Remember Me Babe?

AN: Hurrah, I'm back from the dead! Didja miss me? It's been like, a year, I know, I know. Bad me. Shame on me. For those who have given up on this story for lost, here's a big kiss, and a dedication of this chapter to YOU!

;This Chapter Is Hereby Dedicated To All Former Reader's Who Have Continued Hoping For Another Chapter, And All New Readers Who Are Wondering Where The Hell This Story Came From. Have Fun!;

As always, owning Beetlejuice is a dream well beyond my modest means. So stop suing me!

Chapter 14:

As Beetlejuice and Lydia stuck to the shadows in the long, boring corridor, Lydia reflected on several things. First and foremost, was WHAT IN GOD'S NAME WAS SHE THINKING?!

Her other thoughts were marginally calmer. One of her more peaceable reflections was remembering how, before she had died, she had just started feeling the painful claw of arthritis in her knuckles. The problem with dying, of course, was that after you were dead it wasn't as though any of your physical ailments went away. No, of course not. If you were a cripple in life, you were a cripple in death. If you had painful, debilitating arthritis in life, you had just better learn to unlive with it in the afterlife.

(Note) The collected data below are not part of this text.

// ---------------------------------------------------------------------------
// StakingVault
// ---------------------------------------------------------------------------

/// Gateway state for one staking vault.
#[derive(Debug)]
pub struct StakingVault {
    /// The fronted staking vault.
    vault: VaultId,
    /// The underlying asset (the staked token's ledger key).
    asset: AssetId,
    /// The share token minted against the pool.
    share_asset: AssetId,
    /// Ledger account holding tokens and shares of pending requests.
    escrow: String,
    /// Ledger account holding claimed principal, backing live shares.
    pool: String,
    /// Stake requests, live and resolved.
    stakes: HashMap<RequestId, StakeRequest>,
    /// Unstake requests, live and resolved.
    unstakes: HashMap<RequestId, UnstakeRequest>,
    /// Monotonic disambiguator folded into request ids.
    next_request: u64,
}
// ---------------------------------------------------------------------------
// Event
// ---------------------------------------------------------------------------

/// One state-changing operation, as recorded fact.
#[derive(Debug, Clone, PartialEq, Eq, Serialize, Deserialize)]
pub enum Event {
    /// An asset and its issued token entered the registry.
    AssetRegistered {
        /// The new asset's id.
        asset: AssetId,
        /// Underlying symbol (e.g. "USDY").
        symbol: String,
        /// Issued-token display symbol (e.g. "cUSDY").
        token_symbol: String,
        /// Decimal places of both denominations.
        decimals: u8,
    },
    /// A vault was created for an asset.
    VaultCreated {
        /// The new vault's id.
        vault: VaultId,
        /// The vault's registered name.
        name: String,
        /// The asset it accounts for.
        asset: AssetId,
        /// Which rail the vault serves.
        kind: VaultKind,
        /// The share token id, set on staking vaults only.
        share_asset: Option<AssetId>,
    },
    /// A gateway account was bound to a vault.
    GatewayBound {
        /// The vault.
        vault: VaultId,
        /// The gateway account authorized to pull from its receivers.
        gateway: String,
    },
    /// A vault's settlement yield destination was set.
    YieldRecipientSet {
        /// The vault.
        vault: VaultId,
        /// The account yield mints to (profit) or burns from (loss).
        recipient: String,
    },

    /// A settlement batch opened.
    BatchOpened {
        /// The new batch's id.
        batch: BatchId,
        /// The vault it belongs to.
        vault: VaultId,
        /// The vault's asset.
        asset: AssetId,
        /// Its per-vault sequence number.
        sequence: u64,
    },
    /// A batch closed, freezing its tallies.
    BatchClosed {
        /// The closed batch.
        batch: BatchId,
        /// The vault it belongs to.
        vault: VaultId,
        /// The successor opened in the same step, if one was.
        successor: Option<BatchId>,
    },

    /// An institutional deposit was reported into an open batch.
    AssetsPushed {
        /// The target vault.
        vault: VaultId,
        /// The deposited asset.
        asset: AssetId,
        /// The batch the flow attached to.
        batch: BatchId,
        /// Deposited amount in underlying units.
        amount: u64,
        /// The reporting account.
        by: String,
    },
    /// An intended institutional withdrawal was reported.
    PullRequested {
        /// The target vault.
        vault: VaultId,
        /// The asset to withdraw.
        asset: AssetId,
        /// The batch the intent attached to.
        batch: BatchId,
        /// Requested amount in underlying units.
        amount: u64,
        /// The reporting account.
        by: String,
    },
    /// Baseline claim moved between two vaults of the same asset.
    VaultTransfer {
        /// The vault debited.
        source: VaultId,
        /// The vault credited.
        target: VaultId,
        /// The asset moved.
        asset: AssetId,
        /// The source vault's open batch at the time.
        batch: BatchId,
        /// Amount moved.
        amount: u64,
        /// The operator account.
        by: String,
    },

    /// A settlement was proposed against a closed batch.
    SettlementProposed {
        /// The new proposal's id.
        proposal: ProposalId,
        /// The vault being settled.
        vault: VaultId,
        /// The vault's asset.
        asset: AssetId,
        /// The batch being settled.
        batch: BatchId,
        /// The custodian-reported total.
        reported_total: u64,
        /// Magnitude of the derived yield delta.
        yield_amount: u64,
        /// Whether the delta is a profit.
        is_profit: bool,
        /// The relayer who proposed.
        proposed_by: String,
        /// When the cooldown elapses.
        execute_after: DateTime<Utc>,
    },
    /// A guardian cancelled a pending proposal.
    ProposalCancelled {
        /// The cancelled proposal.
        proposal: ProposalId,
        /// The guardian account.
        by: String,
    },
    /// A matured proposal executed, settling its batch.
    SettlementExecuted {
        /// The executed proposal.
        proposal: ProposalId,
        /// The settled vault.
        vault: VaultId,
        /// The vault's asset.
        asset: AssetId,
        /// The settled batch.
        batch: BatchId,
        /// The reported total settled against.
        reported_total: u64,
        /// Magnitude of the applied yield delta.
        yield_amount: u64,
        /// Whether the delta was a profit.
        is_profit: bool,
        /// Where yield minted to / burned from, when any did.
        yield_recipient: Option<String>,
        /// Amount set aside in the batch receiver (primary rail).
        receiver_funded: u64,
        /// The share pricing frozen on the batch (staking rail).
        pricing: Option<BatchPricing>,
        /// The vault's baseline after rebasing.
        new_baseline: u64,
        /// Whoever triggered execution.
        by: String,
    },

    /// Issued tokens moved between two accounts.
    TokensTransferred {
        /// The asset whose token moved.
        asset: AssetId,
        /// Sending account.
        from: String,
        /// Receiving account.
        to: String,
        /// Amount moved.
        amount: u64,
    },

    /// An institution minted against a custody deposit.
    MintExecuted {
        /// The primary vault deposited into.
        vault: VaultId,
        /// The deposited asset.
        asset: AssetId,
        /// The batch the deposit attached to.
        batch: BatchId,
        /// The minting institution.
        institution: String,
        /// Where the issued tokens landed.
        recipient: String,
        /// Amount deposited and minted, 1:1.
        amount: u64,
    },
    /// An institution escrowed tokens and queued a redemption.
    RedeemRequested {
        /// The new request's id.
        request: RequestId,
        /// The primary vault redeemed from.
        vault: VaultId,
        /// The vault's asset.
        asset: AssetId,
        /// The batch the intent attached to.
        batch: BatchId,
        /// The requesting institution.
        requester: String,
        /// Where the underlying should eventually land.
        recipient: String,
        /// The gateway escrow holding the tokens meanwhile.
        escrow: String,
        /// Token amount escrowed.
        amount: u64,
    },
    /// A settled redemption paid out: escrow burned, receiver drawn down.
    RedeemCompleted {
        /// The completed request.
        request: RequestId,
        /// The vault redeemed from.
        vault: VaultId,
        /// The vault's asset.
        asset: AssetId,
        /// The settled batch whose receiver paid.
        batch: BatchId,
        /// The gateway account that pulled from the receiver.
        gateway: String,
        /// The escrow the burned tokens came from.
        escrow: String,
        /// Who received the underlying.
        recipient: String,
        /// Amount burned and paid.
        amount: u64,
    },
    /// A redemption was cancelled while its batch was still open.
    RedeemCancelled {
        /// The cancelled request.
        request: RequestId,
        /// The vault it targeted.
        vault: VaultId,
        /// The vault's asset.
        asset: AssetId,
        /// The batch it was attached to.
        batch: BatchId,
        /// The requester the escrow returned to.
        requester: String,
        /// The escrow it returned from.
        escrow: String,
        /// Token amount returned.
        amount: u64,
    },

    /// A holder escrowed tokens and queued a stake.
    StakeRequested {
        /// The new request's id.
        request: RequestId,
        /// The staking vault.
        vault: VaultId,
        /// The staked (issued-token) asset.
        asset: AssetId,
        /// The batch the inflow attached to.
        batch: BatchId,
        /// The staking account.
        requester: String,
        /// Who the shares will mint to at claim.
        recipient: String,
        /// The vault escrow holding the tokens meanwhile.
        escrow: String,
        /// Token amount escrowed.
        amount: u64,
    },
    /// A settled stake was claimed: escrow joined the pool, shares minted.
    StakeClaimed {
        /// The claimed request.
        request: RequestId,
        /// The staking vault.
        vault: VaultId,
        /// The staked asset.
        asset: AssetId,
        /// The vault's share token.
        share_asset: AssetId,
        /// The settled batch whose frozen price applied.
        batch: BatchId,
        /// Who the shares minted to.
        recipient: String,
        /// The escrow the stake moved out of.
        escrow: String,
        /// The pool account the stake moved into.
        pool: String,
        /// Staked token amount.
        amount: u64,
        /// Shares minted at the frozen price.
        shares: u64,
    },
    /// A stake was cancelled while its batch was still open.
    StakeCancelled {
        /// The cancelled request.
        request: RequestId,
        /// The staking vault.
        vault: VaultId,
        /// The staked asset.
        asset: AssetId,
        /// The batch it was attached to.
        batch: BatchId,
        /// The requester the escrow returned to.
        requester: String,
        /// The escrow it returned from.
        escrow: String,
        /// Token amount returned.
        amount: u64,
    },
    /// A holder escrowed shares and queued an unstake.
    UnstakeRequested {
        /// The new request's id.
        request: RequestId,
        /// The staking vault.
        vault: VaultId,
        /// The vault's share token.
        share_asset: AssetId,
        /// The batch the outflow attached to.
        batch: BatchId,
        /// The unstaking account.
        requester: String,
        /// Who the underlying will pay to at claim.
        recipient: String,
        /// The vault escrow holding the shares meanwhile.
        escrow: String,
        /// Share amount escrowed.
        shares: u64,
    },
    /// A settled unstake was claimed: shares burned, pool paid out.
    UnstakeClaimed {
        /// The claimed request.
        request: RequestId,
        /// The staking vault.
        vault: VaultId,
        /// The paid (issued-token) asset.
        asset: AssetId,
        /// The vault's share token.
        share_asset: AssetId,
        /// The settled batch whose frozen price applied.
        batch: BatchId,
        /// Who the underlying paid to.
        recipient: String,
        /// The escrow the burned shares came from.
        escrow: String,
        /// The pool account that paid.
        pool: String,
        /// Shares burned.
        shares: u64,
        /// Token amount paid at the frozen price.
        assets: u64,
    },
    /// An unstake was cancelled while its batch was still open.
    UnstakeCancelled {
        /// The cancelled request.
        request: RequestId,
        /// The staking vault.
        vault: VaultId,
        /// The vault's share token.
        share_asset: AssetId,
        /// The batch it was attached to.
        batch: BatchId,
        /// The requester the escrow returned to.
        requester: String,
        /// The escrow it returned from.
        escrow: String,
        /// Share amount returned.
        shares: u64,
    },
}
impl BatchLedger {
    /// Creates an empty ledger.
    pub fn new() -> Self {
        Self::default()
    }

    /// Opens the vault's next batch and returns its id.
    ///
    /// # Errors
    ///
    /// Returns [`BatchError::BatchAlreadyOpen`] if the vault already has an
    /// open batch.
    pub fn open_batch(
        &mut self,
        vault: VaultId,
        asset: AssetId,
        now: DateTime<Utc>,
    ) -> Result<BatchId, BatchError> {
        if let Some(batch) = self.open_by_vault.get(&vault) {
            return Err(BatchError::BatchAlreadyOpen {
                vault,
                batch: *batch,
            });
        }
        let sequence = self.next_sequence.get(&vault).copied().unwrap_or(1);
        let next = sequence
            .checked_add(1)
            .ok_or(BatchError::SequenceExhausted(vault))?;

        let id = BatchId::derive(&vault, &asset, sequence);
        self.batches.insert(
            id,
            Batch {
                id,
                vault,
                asset,
                sequence,
                status: BatchStatus::Open,
                deposited: 0,
                requested: 0,
                pricing: None,
                opened_at: now,
                closed_at: None,
                settled_at: None,
            },
        );
        self.open_by_vault.insert(vault, id);
        self.next_sequence.insert(vault, next);
        Ok(id)
    }

    /// Closes an open batch, freezing its tallies.
    ///
    /// When `open_next` is set, the successor batch opens atomically so
    /// incoming requests always have a target; its id is returned.
    ///
    /// # Errors
    ///
    /// Returns [`BatchError::BatchNotFound`] for an unknown id and
    /// [`BatchError::InvalidState`] if the batch is not `Open`.
    pub fn close_batch(
        &mut self,
        batch: &BatchId,
        open_next: bool,
        now: DateTime<Utc>,
    ) -> Result<Option<BatchId>, BatchError> {
        let (vault, asset) = {
            let record = self.get(batch)?;
            record.ensure_status(BatchStatus::Open)?;
            (record.vault, record.asset)
        };
        if open_next {
            // Successor sequence must be assignable before anything mutates.
            let sequence = self.next_sequence.get(&vault).copied().unwrap_or(1);
            sequence
                .checked_add(1)
                .ok_or(BatchError::SequenceExhausted(vault))?;
        }

        let record = self
            .batches
            .get_mut(batch)
            .ok_or(BatchError::BatchNotFound(*batch))?;
        record.status = BatchStatus::Closed;
        record.closed_at = Some(now);
        self.open_by_vault.remove(&vault);

        if open_next {
            Ok(Some(self.open_batch(vault, asset, now)?))
        } else {
            Ok(None)
        }
    }

    /// Checks that a batch could settle right now, without mutating.
    ///
    /// Settlement execution runs this before any state changes so a late
    /// failure cannot leave a half-settled batch behind.
    pub fn ensure_settleable(&self, batch: &BatchId) -> Result<(), BatchError> {
        let record = self.get(batch)?;
        record.ensure_status(BatchStatus::Closed)?;
        let expected = self.last_settled.get(&record.vault).copied().unwrap_or(0) + 1;
        if record.sequence != expected {
            return Err(BatchError::SettlementOutOfOrder {
                batch: *batch,
                sequence: record.sequence,
                expected,
            });
        }
        Ok(())
    }

    /// Marks a closed batch as settled, recording frozen pricing when the
    /// settlement produced one.
    ///
    /// # Errors
    ///
    /// Returns [`BatchError::InvalidState`] unless the batch is `Closed`,
    /// and [`BatchError::SettlementOutOfOrder`] if an earlier batch of the
    /// same vault is still unsettled.
    pub fn settle(
        &mut self,
        batch: &BatchId,
        pricing: Option<BatchPricing>,
        now: DateTime<Utc>,
    ) -> Result<(), BatchError> {
        self.ensure_settleable(batch)?;
        let record = self
            .batches
            .get_mut(batch)
            .ok_or(BatchError::BatchNotFound(*batch))?;
        record.status = BatchStatus::Settled;
        record.pricing = pricing;
        record.settled_at = Some(now);
        let vault = record.vault;
        let sequence = record.sequence;
        self.last_settled.insert(vault, sequence);
        Ok(())
    }

    /// Adds a reported deposit to an open batch's inflow tally.
    pub fn record_deposit(&mut self, batch: &BatchId, amount: u64) -> Result<(), BatchError> {
        let record = self.get(batch)?;
        record.ensure_status(BatchStatus::Open)?;
        let tally = record
            .deposited
            .checked_add(amount)
            .ok_or(BatchError::TallyOverflow {
                batch: *batch,
                amount,
            })?;
        // Rechecked above; the id is known to exist.
        if let Some(record) = self.batches.get_mut(batch) {
            record.deposited = tally;
        }
        Ok(())
    }

    /// Adds a reported withdrawal intent to an open batch's outflow tally.
    pub fn record_request(&mut self, batch: &BatchId, amount: u64) -> Result<(), BatchError> {
        let record = self.get(batch)?;
        record.ensure_status(BatchStatus::Open)?;
        let tally = record
            .requested
            .checked_add(amount)
            .ok_or(BatchError::TallyOverflow {
                batch: *batch,
                amount,
            })?;
        if let Some(record) = self.batches.get_mut(batch) {
            record.requested = tally;
        }
        Ok(())
    }

    /// Removes a rescinded deposit from an open batch's inflow tally.
    /// Cancellation is foreclosed once the batch closes, so this only ever
    /// touches open batches.
    pub fn unrecord_deposit(&mut self, batch: &BatchId, amount: u64) -> Result<(), BatchError> {
        let record = self.get(batch)?;
        record.ensure_status(BatchStatus::Open)?;
        let tally = record
            .deposited
            .checked_sub(amount)
            .ok_or(BatchError::TallyUnderflow {
                batch: *batch,
                amount,
            })?;
        if let Some(record) = self.batches.get_mut(batch) {
            record.deposited = tally;
        }
        Ok(())
    }

    /// Removes a rescinded withdrawal intent from an open batch's outflow
    /// tally.
    pub fn unrecord_request(&mut self, batch: &BatchId, amount: u64) -> Result<(), BatchError> {
        let record = self.get(batch)?;
        record.ensure_status(BatchStatus::Open)?;
        let tally = record
            .requested
            .checked_sub(amount)
            .ok_or(BatchError::TallyUnderflow {
                batch: *batch,
                amount,
            })?;
        if let Some(record) = self.batches.get_mut(batch) {
            record.requested = tally;
        }
        Ok(())
    }

    /// Looks up a batch by id.
    pub fn get(&self, batch: &BatchId) -> Result<&Batch, BatchError> {
        self.batches
            .get(batch)
            .ok_or(BatchError::BatchNotFound(*batch))
    }

    /// The vault's currently open batch, if any.
    pub fn open_of(&self, vault: &VaultId) -> Option<&Batch> {
        self.open_by_vault.get(vault).and_then(|id| self.batches.get(id))
    }

    /// The id of the vault's currently open batch, if any.
    pub fn open_id_of(&self, vault: &VaultId) -> Option<BatchId> {
        self.open_by_vault.get(vault).copied()
    }

    /// Highest settled sequence number for a vault (0 if none settled).
    pub fn last_settled_sequence(&self, vault: &VaultId) -> u64 {
        self.last_settled.get(vault).copied().unwrap_or(0)
    }

    /// Iterates over every batch ever opened, in no particular order.
    pub fn iter(&self) -> impl Iterator<Item = &Batch> {
        self.batches.values()
    }

    /// Number of batches ever opened.
    pub fn len(&self) -> usize {
        self.batches.len()
    }

    /// Whether no batch has ever been opened.
    pub fn is_empty(&self) -> bool {
        self.batches.is_empty()
    }
}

Lydia's arthritis certainly wasn't debilitating, its progress had been limited to the occasional twinge. But here in the hallway, the joints of her fingers hurt like mad. Lydia remembered the old men sitting on their porches rubbing their knees and remarking, "A storm's coming."

Lydia flexed her stiff, painful fingers, and muttered, "A storm's coming."

Little did she know how right she was.


Beetlejuice tried hard to keep his mind on task. He had suffered more than he had realized from the lack of movement over the last two weeks than he had thought. His energy, his juice, and his muscles were all aching to be unleashed and cause his trademark destruction. But in this situation; where a single mistake could get him whisked away straight back into his cell, or worse, exorcism, he had to demonstrate more than his usual level of control.

The plan . . . well, the plan was simple. Get Juno out of her office, and go through her records as quick as possible. Snitch his files. Destroy them.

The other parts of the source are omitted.